Il governo messicano firmò rapidamente due trattati con i Lipan. In ognuno, i messicani promisero di fornire agli Apache doni annuali di polvere da sparo e mais in cambio della pace. Quando gli anglo-americani cominciarono a spostarsi nel Texas centrale, gli Apache coltivarono un’amicizia con loro, sperando che l’altra parte li avrebbe aiutati a difendersi dalle tribù ostili della zona. I Lipan fecero spesso delle incursioni in Messico e vendettero i cavalli e le merci rubate agli Anglos. Il governo messicano generalmente trascurava queste depredazioni, a causa dell’utilità degli Apaches contro i temibili Comanches.
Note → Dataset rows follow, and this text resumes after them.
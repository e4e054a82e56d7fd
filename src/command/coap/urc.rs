//! Unsolicited responses for CoAP Commands
use atat::atat_derive::AtatResp;
use heapless::String;

/// 27.3 CoAP command result +UCOAPCR
#[derive(Debug, Clone, PartialEq, AtatResp)]
pub struct CoapCommandResult {
    /// `+UCOAPC` command type the result belongs to
    #[at_arg(position = 0)]
    pub command: u8,
    /// 0: failure, 1: success
    #[at_arg(position = 1)]
    pub status: u8,
}

/// 27.3 CoAP data +UCOAPCD
///
/// Carries the server response. The payload is hex encoded, and the block
/// fields are only present for block-wise responses.
#[derive(Debug, Clone, PartialEq, AtatResp)]
pub struct CoapData {
    #[at_arg(position = 0)]
    pub code: u16,
    #[at_arg(position = 1)]
    pub payload: Option<String<1024>>,
    #[at_arg(position = 2)]
    pub block: Option<u32>,
    #[at_arg(position = 3)]
    pub more: Option<u8>,
}
//! Argument and parameter types used by Network service Commands and Responses
use atat::atat_derive::AtatEnum;

/// Is used to chose whether the network selection is automatically done by the
/// MT or whether the MT deregisters from the network
#[derive(Debug, Clone, Copy, PartialEq, Eq, AtatEnum)]
#[cfg_attr(feature = "defmt", derive(defmt::Format))]
pub enum OperatorSelectionMode {
    /// • 0 (default value and factory-programmed value): automatic (<oper> field is ignored)
    Automatic = 0,
    /// • 1: manual
    Manual = 1,
    /// • 2: deregister from network
    Deregister = 2,
}
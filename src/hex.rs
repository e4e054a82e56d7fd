use core::fmt;
use heapless::{String, Vec};

const HEX_DIGITS: &[u8; 16] = b"0123456789ABCDEF";

pub fn decode_hex<const N: usize>(s: &str) -> Result<Vec<u8, N>, DecodeHexError> {
    if s.len() % 2 != 0 {
        return Err(DecodeHexError::OddLength);
    }

    let mut out = Vec::new();
    for pair in s.as_bytes().chunks(2) {
        let byte = (val(pair[0])? << 4) | val(pair[1])?;
        out.push(byte).map_err(|_| DecodeHexError::Overflow)?;
    }
    Ok(out)
}

pub fn encode_hex<const N: usize>(bytes: &[u8]) -> Result<String<N>, DecodeHexError> {
    let mut out = String::new();
    for b in bytes {
        for nibble in [b >> 4, b & 0x0f] {
            out.push(HEX_DIGITS[nibble as usize] as char)
                .map_err(|_| DecodeHexError::Overflow)?;
        }
    }
    Ok(out)
}

fn val(c: u8) -> Result<u8, DecodeHexError> {
    match c {
        b'A'..=b'F' => Ok(c - b'A' + 10),
        b'a'..=b'f' => Ok(c - b'a' + 10),
        b'0'..=b'9' => Ok(c - b'0'),
        _ => Err(DecodeHexError::InvalidHexCharacter),
    }
}

#[derive(Debug, Clone, Copy, PartialEq, Eq)]
#[cfg_attr(feature = "defmt", derive(defmt::Format))]
pub enum DecodeHexError {
    OddLength,
    InvalidHexCharacter,
    Overflow,
}

impl fmt::Display for DecodeHexError {
    fn fmt(&self, f: &mut fmt::Formatter) -> fmt::Result {
        match self {
            DecodeHexError::OddLength => "input string has an odd number of bytes".fmt(f),
            DecodeHexError::InvalidHexCharacter => "invalid hex character".fmt(f),
            DecodeHexError::Overflow => "output buffer too small".fmt(f),
        }
    }
}
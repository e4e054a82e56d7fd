use embassy_time::Duration;

/// Low time of `RESET_N` pin to trigger module reset (reboot)
pub fn reset_time() -> Duration {
    Duration::from_millis(100)
}

/// Time to wait for module to boot after `RESET_N` is released
pub fn boot_time() -> Duration {
    Duration::from_secs(3)
}
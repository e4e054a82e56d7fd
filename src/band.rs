use core::ops::RangeInclusive;

const BAND_8_EARFCN: RangeInclusive<u32> = 3450..=3799;
const BAND_20_EARFCN: RangeInclusive<u32> = 6150..=6449;

/// E-UTRA operating band of the serving cell
#[derive(Debug, Clone, Copy, PartialEq, Eq)]
#[cfg_attr(feature = "defmt", derive(defmt::Format))]
pub enum Band {
    /// 900 MHz
    Band8,
    /// 800 MHz
    Band20,
    Unknown,
}

impl Band {
    pub fn from_earfcn(earfcn: u32) -> Self {
        if BAND_8_EARFCN.contains(&earfcn) {
            Self::Band8
        } else if BAND_20_EARFCN.contains(&earfcn) {
            Self::Band20
        } else {
            Self::Unknown
        }
    }
}
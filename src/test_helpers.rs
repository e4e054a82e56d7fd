use core::convert::Infallible;
use std::{
    collections::VecDeque,
    string::{String, ToString},
    sync::Once,
    vec::Vec,
};

use atat::{asynch::AtatClient, AtatCmd};
use embassy_time::Duration;
use embedded_hal::digital::{ErrorType, InputPin, OutputPin};
use env_logger::Env;
use no_std_net::Ipv4Addr;

use crate::{
    coap::{Block, Method, ProfileId, Request, Response},
    config::NbiotConfig,
    driver::{CellStats, DriverKind, ModemDriver, SignalQuality, UeOption},
    error::Error,
    registration::Status,
    timer::TimerBits,
};

static INIT: Once = Once::new();

pub fn init_logger() {
    INIT.call_once(|| {
        env_logger::Builder::from_env(Env::default().default_filter_or("trace"))
            .is_test(true)
            .init();
    });
}

/// Driver call as recorded by [`MockDriver`]
#[derive(Debug, Clone, PartialEq)]
pub enum Call {
    Probe,
    Reboot,
    ConfigureUe(UeOption, bool),
    SetRadio(bool),
    Radio,
    SetGprsAttached(bool),
    GprsAttached,
    SetRegistered(bool),
    RrcConnected,
    RegistrationStatus,
    SetPowerSaveMode(bool),
    PowerSaveMode,
    PowerSaveActive,
    SetT3412,
    T3412,
    SetT3324,
    T3324,
    SignalQuality,
    CellStats,
    CoapSelectProfile(ProfileId),
    CoapSetServer(Ipv4Addr, u16),
    CoapSetUri,
    CoapAddUriPath,
    CoapSetProfileValid(bool),
    CoapSaveProfile(ProfileId),
    CoapLoadProfile(ProfileId),
    CoapSelectAtInterface,
    CoapRequest {
        method: Method,
        len: usize,
        block: Option<Block>,
    },
}

/// Scripted modem driver recording every call.
pub struct MockDriver {
    pub calls: Vec<Call>,
    /// Index into `calls` of the call that fails with [`MockDriver::FAILURE`]
    pub fail_at: Option<usize>,
    /// Number of probes failing before the modem answers
    pub failing_probes: usize,
    /// Number of status queries failing before the modem answers
    pub failing_status_queries: usize,
    pub rrc_connected: bool,
    pub registration: Status,
    pub power_save_active: bool,
    pub earfcn: u32,
    pub t3412: TimerBits,
    pub t3324: TimerBits,
    pub coap_code: u16,
}

impl Default for MockDriver {
    fn default() -> Self {
        Self {
            calls: Vec::new(),
            fail_at: None,
            failing_probes: 0,
            failing_status_queries: 0,
            rrc_connected: false,
            registration: Status::NotRegistering,
            power_save_active: false,
            earfcn: 3500,
            t3412: TimerBits::try_from("00100001").unwrap(),
            t3324: TimerBits::try_from("00000101").unwrap(),
            coap_code: 69,
        }
    }
}

impl MockDriver {
    pub const FAILURE: u16 = 7;

    fn record(&mut self, call: Call) -> Result<(), Error> {
        let index = self.calls.len();
        self.calls.push(call);
        if self.fail_at == Some(index) {
            Err(Error::Driver(Self::FAILURE))
        } else {
            Ok(())
        }
    }
}

impl ModemDriver for MockDriver {
    const KIND: DriverKind = DriverKind::SaraN2;

    async fn probe(&mut self) -> Result<(), Error> {
        self.record(Call::Probe)?;
        if self.failing_probes > 0 {
            self.failing_probes -= 1;
            return Err(Error::Driver(Self::FAILURE));
        }
        Ok(())
    }

    async fn reboot(&mut self) -> Result<(), Error> {
        self.record(Call::Reboot)
    }

    async fn configure_ue(&mut self, option: UeOption, enable: bool) -> Result<(), Error> {
        self.record(Call::ConfigureUe(option, enable))
    }

    async fn set_radio(&mut self, on: bool) -> Result<(), Error> {
        self.record(Call::SetRadio(on))
    }

    async fn radio(&mut self) -> Result<bool, Error> {
        self.record(Call::Radio)?;
        Ok(true)
    }

    async fn set_gprs_attached(&mut self, attached: bool) -> Result<(), Error> {
        self.record(Call::SetGprsAttached(attached))
    }

    async fn gprs_attached(&mut self) -> Result<bool, Error> {
        self.record(Call::GprsAttached)?;
        Ok(true)
    }

    async fn set_registered(&mut self, registered: bool) -> Result<(), Error> {
        self.record(Call::SetRegistered(registered))
    }

    async fn rrc_connected(&mut self) -> Result<bool, Error> {
        self.record(Call::RrcConnected)?;
        if self.failing_status_queries > 0 {
            self.failing_status_queries -= 1;
            return Err(Error::Driver(Self::FAILURE));
        }
        Ok(self.rrc_connected)
    }

    async fn registration_status(&mut self) -> Result<Status, Error> {
        self.record(Call::RegistrationStatus)?;
        Ok(self.registration)
    }

    async fn set_power_save_mode(&mut self, enable: bool) -> Result<(), Error> {
        self.record(Call::SetPowerSaveMode(enable))
    }

    async fn power_save_mode(&mut self) -> Result<bool, Error> {
        self.record(Call::PowerSaveMode)?;
        Ok(true)
    }

    async fn power_save_active(&mut self) -> Result<bool, Error> {
        self.record(Call::PowerSaveActive)?;
        Ok(self.power_save_active)
    }

    async fn set_t3412(&mut self, bits: &str) -> Result<(), Error> {
        self.record(Call::SetT3412)?;
        self.t3412 = TimerBits::try_from(bits).map_err(|_| Error::ExceedsMaxValue)?;
        Ok(())
    }

    async fn t3412(&mut self) -> Result<TimerBits, Error> {
        self.record(Call::T3412)?;
        Ok(self.t3412.clone())
    }

    async fn set_t3324(&mut self, bits: &str) -> Result<(), Error> {
        self.record(Call::SetT3324)?;
        self.t3324 = TimerBits::try_from(bits).map_err(|_| Error::ExceedsMaxValue)?;
        Ok(())
    }

    async fn t3324(&mut self) -> Result<TimerBits, Error> {
        self.record(Call::T3324)?;
        Ok(self.t3324.clone())
    }

    async fn signal_quality(&mut self) -> Result<SignalQuality, Error> {
        self.record(Call::SignalQuality)?;
        Ok(SignalQuality { rsrq: 20, rsrp: 45 })
    }

    async fn cell_stats(&mut self) -> Result<CellStats, Error> {
        self.record(Call::CellStats)?;
        Ok(CellStats {
            earfcn: self.earfcn,
            physical_cell_id: 62,
            primary_cell: true,
            rsrp: -563,
            rsrq: -59,
            rssi: -510,
            snr: 128,
        })
    }

    async fn coap_select_profile(&mut self, profile: ProfileId) -> Result<(), Error> {
        self.record(Call::CoapSelectProfile(profile))
    }

    async fn coap_set_server(&mut self, ip: Ipv4Addr, port: u16) -> Result<(), Error> {
        self.record(Call::CoapSetServer(ip, port))
    }

    async fn coap_set_uri(&mut self, _uri: &str) -> Result<(), Error> {
        self.record(Call::CoapSetUri)
    }

    async fn coap_add_uri_path(&mut self) -> Result<(), Error> {
        self.record(Call::CoapAddUriPath)
    }

    async fn coap_set_profile_valid(&mut self, valid: bool) -> Result<(), Error> {
        self.record(Call::CoapSetProfileValid(valid))
    }

    async fn coap_save_profile(&mut self, profile: ProfileId) -> Result<(), Error> {
        self.record(Call::CoapSaveProfile(profile))
    }

    async fn coap_load_profile(&mut self, profile: ProfileId) -> Result<(), Error> {
        self.record(Call::CoapLoadProfile(profile))
    }

    async fn coap_select_at_interface(&mut self) -> Result<(), Error> {
        self.record(Call::CoapSelectAtInterface)
    }

    async fn coap_request(&mut self, request: Request<'_>) -> Result<Response, Error> {
        self.record(Call::CoapRequest {
            method: request.method,
            len: request.payload.map(|p| p.data.len()).unwrap_or(0),
            block: request.block,
        })?;
        Ok(Response {
            code: self.coap_code,
            payload: heapless::Vec::new(),
        })
    }
}

/// GPIO recording every level written to it
#[derive(Debug, Default)]
pub struct RecordingPin {
    pub high: bool,
    pub history: Vec<bool>,
}

impl ErrorType for RecordingPin {
    type Error = Infallible;
}

impl OutputPin for RecordingPin {
    fn set_low(&mut self) -> Result<(), Self::Error> {
        self.high = false;
        self.history.push(false);
        Ok(())
    }

    fn set_high(&mut self) -> Result<(), Self::Error> {
        self.high = true;
        self.history.push(true);
        Ok(())
    }
}

impl InputPin for RecordingPin {
    fn is_high(&mut self) -> Result<bool, Self::Error> {
        Ok(self.high)
    }

    fn is_low(&mut self) -> Result<bool, Self::Error> {
        Ok(!self.high)
    }
}

#[derive(Default)]
pub struct TestConfig {
    pub reset: Option<RecordingPin>,
    pub vint: Option<RecordingPin>,
}

impl NbiotConfig for TestConfig {
    type ResetPin = RecordingPin;
    type VintPin = RecordingPin;

    const CONNECT_POLL_INTERVAL: Duration = Duration::from_millis(50);

    fn reset_pin(&mut self) -> Option<&mut Self::ResetPin> {
        self.reset.as_mut()
    }

    fn vint_pin(&mut self) -> Option<&mut Self::VintPin> {
        self.vint.as_mut()
    }
}

/// AT client answering from a list of raw responses, recording every
/// command written to it.
pub struct MockAtClient {
    responses: VecDeque<&'static str>,
    sent: Vec<String>,
}

impl MockAtClient {
    pub fn new(responses: &[&'static str]) -> Self {
        Self {
            responses: responses.iter().copied().collect(),
            sent: Vec::new(),
        }
    }

    pub fn sent(&self) -> Vec<String> {
        self.sent.clone()
    }
}

impl AtatClient for MockAtClient {
    async fn send<Cmd: AtatCmd>(&mut self, cmd: &Cmd) -> Result<Cmd::Response, atat::Error> {
        let mut buf = [0u8; 2048];
        let len = cmd.write(&mut buf);
        self.sent
            .push(String::from_utf8_lossy(&buf[..len]).to_string());

        let response = self.responses.pop_front().unwrap_or("");
        cmd.parse(Ok(response.as_bytes()))
    }
}
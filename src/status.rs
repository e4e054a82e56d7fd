use crate::registration::Status;

/// Combined view of registration, RRC connection and power save state.
#[derive(Debug, Clone, Copy, PartialEq, Eq)]
#[cfg_attr(feature = "defmt", derive(defmt::Format))]
pub enum ConnectionStatus {
    NoNetworkActivity,
    ScanningForBaseStation,
    StartingRegistration,
    RegisteredRrcConnected,
    RegisteredRrcReleased,
    PsmRegistered,
    RegistrationFailed,
    Undefined,
}

impl ConnectionStatus {
    /// Derive the connection status from the raw modem signals.
    ///
    /// `registration` is the `+CEREG` status, `connected` the `+CSCON` RRC
    /// state and `psm` whether the UE is currently in power save mode.
    pub fn resolve(registration: Status, connected: bool, psm: bool) -> Self {
        match (registration, connected, psm) {
            (Status::NotRegistering, false, false) => Self::NoNetworkActivity,
            (Status::Searching, false, false) => Self::ScanningForBaseStation,
            (Status::Searching, true, false) => Self::StartingRegistration,
            (Status::Home | Status::Roaming, true, false) => Self::RegisteredRrcConnected,
            (Status::Home | Status::Roaming, false, false) => Self::RegisteredRrcReleased,
            (Status::Home | Status::Roaming, false, true) => Self::PsmRegistered,
            (Status::Denied, _, _) => Self::RegistrationFailed,
            _ => Self::Undefined,
        }
    }

    /// Whether the UE is attached, either in RRC connected, RRC idle or
    /// power save mode.
    pub fn is_connected(&self) -> bool {
        matches!(
            self,
            Self::RegisteredRrcConnected | Self::RegisteredRrcReleased | Self::PsmRegistered
        )
    }
}
//! Argument and parameter types used by Packet Switched Data Services Commands and Responses
use atat::atat_derive::AtatEnum;

#[derive(Debug, Clone, Copy, PartialEq, Eq, AtatEnum)]
#[cfg_attr(feature = "defmt", derive(defmt::Format))]
pub enum GPRSAttachedState {
    Detached = 0,
    Attached = 1,
}
//! Argument and parameter types used by Mobile equipment control and status Commands and Responses
use atat::atat_derive::AtatEnum;

#[derive(Debug, Clone, Copy, PartialEq, Eq, AtatEnum)]
#[cfg_attr(feature = "defmt", derive(defmt::Format))]
pub enum Functionality {
    /// 0: Sets the MT to minimum functionality (disable both transmit and
    /// receive RF circuits)
    Minimum = 0,
    /// 1 (factory-programmed value): sets the MT to full functionality
    Full = 1,
}

#[derive(Debug, Clone, Copy, PartialEq, Eq, AtatEnum)]
#[cfg_attr(feature = "defmt", derive(defmt::Format))]
pub enum PowerSavingMode {
    /// 0 (factory-programmed value): disable the use of PSM
    Disabled = 0,
    /// 1: enable the use of PSM
    Enabled = 1,
}

#[derive(Debug, Clone, Copy, PartialEq, Eq, AtatEnum)]
#[cfg_attr(feature = "defmt", derive(defmt::Format))]
pub enum PowerSavingStatusReporting {
    /// 0 (factory-programmed value): disable the `+NPSMR` URC
    Disabled = 0,
    /// 1: enable the `+NPSMR: <mode>` URC
    Enabled = 1,
}
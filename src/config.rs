use core::convert::Infallible;
use embassy_time::Duration;
use embedded_hal::digital::{ErrorType, InputPin, OutputPin, PinState};

use crate::coap::ProfileId;

pub struct NoPin;

impl ErrorType for NoPin {
    type Error = core::convert::Infallible;
}

impl InputPin for NoPin {
    fn is_high(&mut self) -> Result<bool, Self::Error> {
        Ok(true)
    }

    fn is_low(&mut self) -> Result<bool, Self::Error> {
        Ok(false)
    }
}

impl OutputPin for NoPin {
    fn set_low(&mut self) -> Result<(), Self::Error> {
        Ok(())
    }

    fn set_high(&mut self) -> Result<(), Self::Error> {
        Ok(())
    }
}

/// Output pin behind an inverting driver stage, e.g. a transistor pulling
/// `RESET_N` low when the MCU pin is high.
pub struct ReverseOutputPin<P: OutputPin<Error = Infallible>>(pub P);

impl<P: OutputPin<Error = Infallible>> ErrorType for ReverseOutputPin<P> {
    type Error = Infallible;
}

impl<P: OutputPin<Error = Infallible>> OutputPin for ReverseOutputPin<P> {
    fn set_low(&mut self) -> Result<(), Self::Error> {
        self.0.set_high()
    }

    fn set_high(&mut self) -> Result<(), Self::Error> {
        self.0.set_low()
    }

    fn set_state(&mut self, state: PinState) -> Result<(), Self::Error> {
        match state {
            PinState::Low => self.0.set_state(PinState::High),
            PinState::High => self.0.set_state(PinState::Low),
        }
    }
}

/// Board level configuration of an NB-IoT modem attachment.
///
/// The UART itself is owned by the `atat` client handed to the driver; this
/// trait covers the remaining control lines and the polling cadence of the
/// connectivity controller.
pub trait NbiotConfig {
    type ResetPin: OutputPin;
    type VintPin: InputPin;

    /// Interval between liveness probes while waiting for the modem to
    /// answer `AT`
    const READY_POLL_INTERVAL: Duration = Duration::from_millis(500);
    /// Interval between connection status queries while waiting for the
    /// network attach
    const CONNECT_POLL_INTERVAL: Duration = Duration::from_millis(2500);

    const COAP_PROFILE: ProfileId = ProfileId(0);
    const COAP_BLOCK_SIZE: usize = 512;

    fn reset_pin(&mut self) -> Option<&mut Self::ResetPin>;
    fn vint_pin(&mut self) -> Option<&mut Self::VintPin>;
}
Quando il Texas ottenne l’indipendenza, le relazioni relativamente cordiali tra bianchi e Apaches continuarono. I texani stilarono un loro trattato con i Lipani nel 1838. L’alleanza si ruppe nel 1842, e 250 dei circa 400 Lipan lasciarono il Texas per il Messico, dove si unirono ai Mescaleros in incursioni distruttive attraverso il confine per diversi decenni. Solo nel 1865-67, la contea di Uvalde riportò il furto di più di 30.000 dollari di bestiame e la morte di diciotto persone. Il governo messicano era riluttante ad agire, perché diverse città messicane di confine traevano profitto dall’acquisto dei beni depredati dagli Apache. Infine, nel 1873, il Col. Ranald S. Mackenzie guidò una forza di 400 soldati in Messico per distruggere i villaggi Lipan. Il suo esercito uccise o catturò praticamente tutti i Lipan sopravvissuti, ed essi furono deportati nella riserva Mescalero nelle montagne Sacramento del Nuovo Messico, che era stata assegnata ai Mescaleros nel 1855 ma non ufficialmente istituita fino al 1873. Nel 1905 il resto dei Lipan in Messico andò alla deriva nella Riserva Mescalero. Nel 1970 vi erano iscritti circa 1.660 indiani, non solo Mescaleros, ma anche Chiricahuas, Lipans, Kiowas e alcuni Comanches. Trentacinque Lipan vivevano in Oklahoma nel 1940 ma non erano ufficialmente elencati tra le tribù dello stato.